/---

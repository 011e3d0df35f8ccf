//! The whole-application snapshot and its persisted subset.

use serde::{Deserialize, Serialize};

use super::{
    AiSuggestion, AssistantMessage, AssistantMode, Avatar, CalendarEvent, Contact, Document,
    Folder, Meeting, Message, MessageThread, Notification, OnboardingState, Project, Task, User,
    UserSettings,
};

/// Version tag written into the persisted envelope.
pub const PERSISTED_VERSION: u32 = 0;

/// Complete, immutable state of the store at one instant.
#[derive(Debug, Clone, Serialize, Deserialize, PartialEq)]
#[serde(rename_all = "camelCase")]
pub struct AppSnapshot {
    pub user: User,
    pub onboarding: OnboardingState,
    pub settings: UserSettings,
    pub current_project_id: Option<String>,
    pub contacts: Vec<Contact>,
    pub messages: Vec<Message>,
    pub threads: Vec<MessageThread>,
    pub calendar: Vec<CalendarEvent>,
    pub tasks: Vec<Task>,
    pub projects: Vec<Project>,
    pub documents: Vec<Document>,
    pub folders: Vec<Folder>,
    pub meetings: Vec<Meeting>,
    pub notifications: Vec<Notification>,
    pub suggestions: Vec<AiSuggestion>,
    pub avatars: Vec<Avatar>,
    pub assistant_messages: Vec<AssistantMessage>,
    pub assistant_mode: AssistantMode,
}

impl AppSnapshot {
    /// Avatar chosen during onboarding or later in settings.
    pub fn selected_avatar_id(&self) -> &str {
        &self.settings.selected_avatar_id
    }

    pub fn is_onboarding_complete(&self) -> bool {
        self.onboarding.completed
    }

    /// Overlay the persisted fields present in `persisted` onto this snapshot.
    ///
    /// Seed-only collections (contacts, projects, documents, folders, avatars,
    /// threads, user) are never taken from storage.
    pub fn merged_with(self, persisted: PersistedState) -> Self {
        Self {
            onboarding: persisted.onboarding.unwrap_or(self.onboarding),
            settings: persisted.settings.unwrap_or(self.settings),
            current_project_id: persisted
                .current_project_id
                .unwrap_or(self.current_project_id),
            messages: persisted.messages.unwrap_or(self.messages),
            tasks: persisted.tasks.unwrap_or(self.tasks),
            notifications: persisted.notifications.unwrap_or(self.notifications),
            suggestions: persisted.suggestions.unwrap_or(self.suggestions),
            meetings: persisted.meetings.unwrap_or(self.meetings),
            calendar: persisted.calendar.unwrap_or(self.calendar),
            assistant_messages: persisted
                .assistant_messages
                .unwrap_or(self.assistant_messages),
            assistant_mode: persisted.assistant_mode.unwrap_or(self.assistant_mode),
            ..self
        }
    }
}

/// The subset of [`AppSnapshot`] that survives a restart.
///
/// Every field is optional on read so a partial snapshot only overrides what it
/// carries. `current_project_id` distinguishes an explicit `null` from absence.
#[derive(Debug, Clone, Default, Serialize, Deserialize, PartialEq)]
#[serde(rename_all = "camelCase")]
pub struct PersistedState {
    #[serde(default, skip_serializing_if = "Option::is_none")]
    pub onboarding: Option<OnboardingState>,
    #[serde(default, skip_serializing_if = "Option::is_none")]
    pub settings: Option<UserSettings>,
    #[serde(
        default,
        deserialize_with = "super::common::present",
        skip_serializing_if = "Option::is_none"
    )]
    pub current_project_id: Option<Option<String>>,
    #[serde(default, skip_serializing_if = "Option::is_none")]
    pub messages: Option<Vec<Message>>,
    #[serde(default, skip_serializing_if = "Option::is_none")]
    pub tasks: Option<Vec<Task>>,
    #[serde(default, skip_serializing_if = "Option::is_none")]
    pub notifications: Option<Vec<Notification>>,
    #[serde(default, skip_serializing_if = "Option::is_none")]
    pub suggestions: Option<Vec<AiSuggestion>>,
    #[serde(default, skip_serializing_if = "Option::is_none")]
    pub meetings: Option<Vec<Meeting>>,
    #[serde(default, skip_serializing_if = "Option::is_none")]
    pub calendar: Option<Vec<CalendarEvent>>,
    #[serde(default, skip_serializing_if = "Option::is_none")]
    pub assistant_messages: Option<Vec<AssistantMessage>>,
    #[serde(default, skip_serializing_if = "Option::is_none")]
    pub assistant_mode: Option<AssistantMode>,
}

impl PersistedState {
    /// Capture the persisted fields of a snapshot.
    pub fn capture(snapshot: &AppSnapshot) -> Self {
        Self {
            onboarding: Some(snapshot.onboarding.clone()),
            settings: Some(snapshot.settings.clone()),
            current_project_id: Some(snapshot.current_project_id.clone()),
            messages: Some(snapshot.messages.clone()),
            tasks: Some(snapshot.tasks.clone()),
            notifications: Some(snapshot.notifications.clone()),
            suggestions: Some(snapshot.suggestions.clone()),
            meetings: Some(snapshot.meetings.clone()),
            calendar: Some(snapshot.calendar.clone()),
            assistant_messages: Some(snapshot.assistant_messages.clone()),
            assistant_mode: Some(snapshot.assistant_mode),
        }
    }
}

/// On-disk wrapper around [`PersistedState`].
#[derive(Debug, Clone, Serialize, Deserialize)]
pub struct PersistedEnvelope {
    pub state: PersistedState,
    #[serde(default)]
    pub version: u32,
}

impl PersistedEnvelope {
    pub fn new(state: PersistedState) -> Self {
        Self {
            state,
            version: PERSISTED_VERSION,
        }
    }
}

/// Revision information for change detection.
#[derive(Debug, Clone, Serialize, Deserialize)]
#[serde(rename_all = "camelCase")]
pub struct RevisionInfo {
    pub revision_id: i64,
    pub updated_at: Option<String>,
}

\---

Exercise:
Go through the listing and transcribe all of it exactly.

Written solution:
repository 011e3d0df35f8ccf
//! The whole-application snapshot and its persisted subset.

use serde::{Deserialize, Serialize};

use super::{
    AiSuggestion, AssistantMessage, AssistantMode, Avatar, CalendarEvent, Contact, Document,
    Folder, Meeting, Message, MessageThread, Notification, OnboardingState, Project, Task, User,
    UserSettings,
};

/// Version tag written into the persisted envelope.
pub const PERSISTED_VERSION: u32 = 0;

/// Complete, immutable state of the store at one instant.
#[derive(Debug, Clone, Serialize, Deserialize, PartialEq)]
#[serde(rename_all = "camelCase")]
pub struct AppSnapshot {
    pub user: User,
    pub onboarding: OnboardingState,
    pub settings: UserSettings,
    pub current_project_id: Option<String>,
    pub contacts: Vec<Contact>,
    pub messages: Vec<Message>,
    pub threads: Vec<MessageThread>,
    pub calendar: Vec<CalendarEvent>,
    pub tasks: Vec<Task>,
    pub projects: Vec<Project>,
    pub documents: Vec<Document>,
    pub folders: Vec<Folder>,
    pub meetings: Vec<Meeting>,
    pub notifications: Vec<Notification>,
    pub suggestions: Vec<AiSuggestion>,
    pub avatars: Vec<Avatar>,
    pub assistant_messages: Vec<AssistantMessage>,
    pub assistant_mode: AssistantMode,
}

impl AppSnapshot {
    /// Avatar chosen during onboarding or later in settings.
    pub fn selected_avatar_id(&self) -> &str {
        &self.settings.selected_avatar_id
    }

    pub fn is_onboarding_complete(&self) -> bool {
        self.onboarding.completed
    }

    /// Overlay the persisted fields present in `persisted` onto this snapshot.
    ///
    /// Seed-only collections (contacts, projects, documents, folders, avatars,
    /// threads, user) are never taken from storage.
    pub fn merged_with(self, persisted: PersistedState) -> Self {
        Self {
            onboarding: persisted.onboarding.unwrap_or(self.onboarding),
            settings: persisted.settings.unwrap_or(self.settings),
            current_project_id: persisted
                .current_project_id
                .unwrap_or(self.current_project_id),
            messages: persisted.messages.unwrap_or(self.messages),
            tasks: persisted.tasks.unwrap_or(self.tasks),
            notifications: persisted.notifications.unwrap_or(self.notifications),
            suggestions: persisted.suggestions.unwrap_or(self.suggestions),
            meetings: persisted.meetings.unwrap_or(self.meetings),
            calendar: persisted.calendar.unwrap_or(self.calendar),
            assistant_messages: persisted
                .assistant_messages
                .unwrap_or(self.assistant_messages),
            assistant_mode: persisted.assistant_mode.unwrap_or(self.assistant_mode),
            ..self
        }
    }
}

/// The subset of [`AppSnapshot`] that survives a restart.
///
/// Every field is optional on read so a partial snapshot only overrides what it
/// carries. `current_project_id` distinguishes an explicit `null` from absence.
#[derive(Debug, Clone, Default, Serialize, Deserialize, PartialEq)]
#[serde(rename_all = "camelCase")]
pub struct PersistedState {
    #[serde(default, skip_serializing_if = "Option::is_none")]
    pub onboarding: Option<OnboardingState>,
    #[serde(default, skip_serializing_if = "Option::is_none")]
    pub settings: Option<UserSettings>,
    #[serde(
        default,
        deserialize_with = "super::common::present",
        skip_serializing_if = "Option::is_none"
    )]
    pub current_project_id: Option<Option<String>>,
    #[serde(default, skip_serializing_if = "Option::is_none")]
    pub messages: Option<Vec<Message>>,
    #[serde(default, skip_serializing_if = "Option::is_none")]
    pub tasks: Option<Vec<Task>>,
    #[serde(default, skip_serializing_if = "Option::is_none")]
    pub notifications: Option<Vec<Notification>>,
    #[serde(default, skip_serializing_if = "Option::is_none")]
    pub suggestions: Option<Vec<AiSuggestion>>,
    #[serde(default, skip_serializing_if = "Option::is_none")]
    pub meetings: Option<Vec<Meeting>>,
    #[serde(default, skip_serializing_if = "Option::is_none")]
    pub calendar: Option<Vec<CalendarEvent>>,
    #[serde(default, skip_serializing_if = "Option::is_none")]
    pub assistant_messages: Option<Vec<AssistantMessage>>,
    #[serde(default, skip_serializing_if = "Option::is_none")]
    pub assistant_mode: Option<AssistantMode>,
}

impl PersistedState {
    /// Capture the persisted fields of a snapshot.
    pub fn capture(snapshot: &AppSnapshot) -> Self {
        Self {
            onboarding: Some(snapshot.onboarding.clone()),
            settings: Some(snapshot.settings.clone()),
            current_project_id: Some(snapshot.current_project_id.clone()),
            messages: Some(snapshot.messages.clone()),
            tasks: Some(snapshot.tasks.clone()),
            notifications: Some(snapshot.notifications.clone()),
            suggestions: Some(snapshot.suggestions.clone()),
            meetings: Some(snapshot.meetings.clone()),
            calendar: Some(snapshot.calendar.clone()),
            assistant_messages: Some(snapshot.assistant_messages.clone()),
            assistant_mode: Some(snapshot.assistant_mode),
        }
    }
}

/// On-disk wrapper around [`PersistedState`].
#[derive(Debug, Clone, Serialize, Deserialize)]
pub struct PersistedEnvelope {
    pub state: PersistedState,
    #[serde(default)]
    pub version: u32,
}

impl PersistedEnvelope {
    pub fn new(state: PersistedState) -> Self {
        Self {
            state,
            version: PERSISTED_VERSION,
        }
    }
}

/// Revision information for change detection.
#[derive(Debug, Clone, Serialize, Deserialize)]
#[serde(rename_all = "camelCase")]
pub struct RevisionInfo {
    pub revision_id: i64,
    pub updated_at: Option<String>,
}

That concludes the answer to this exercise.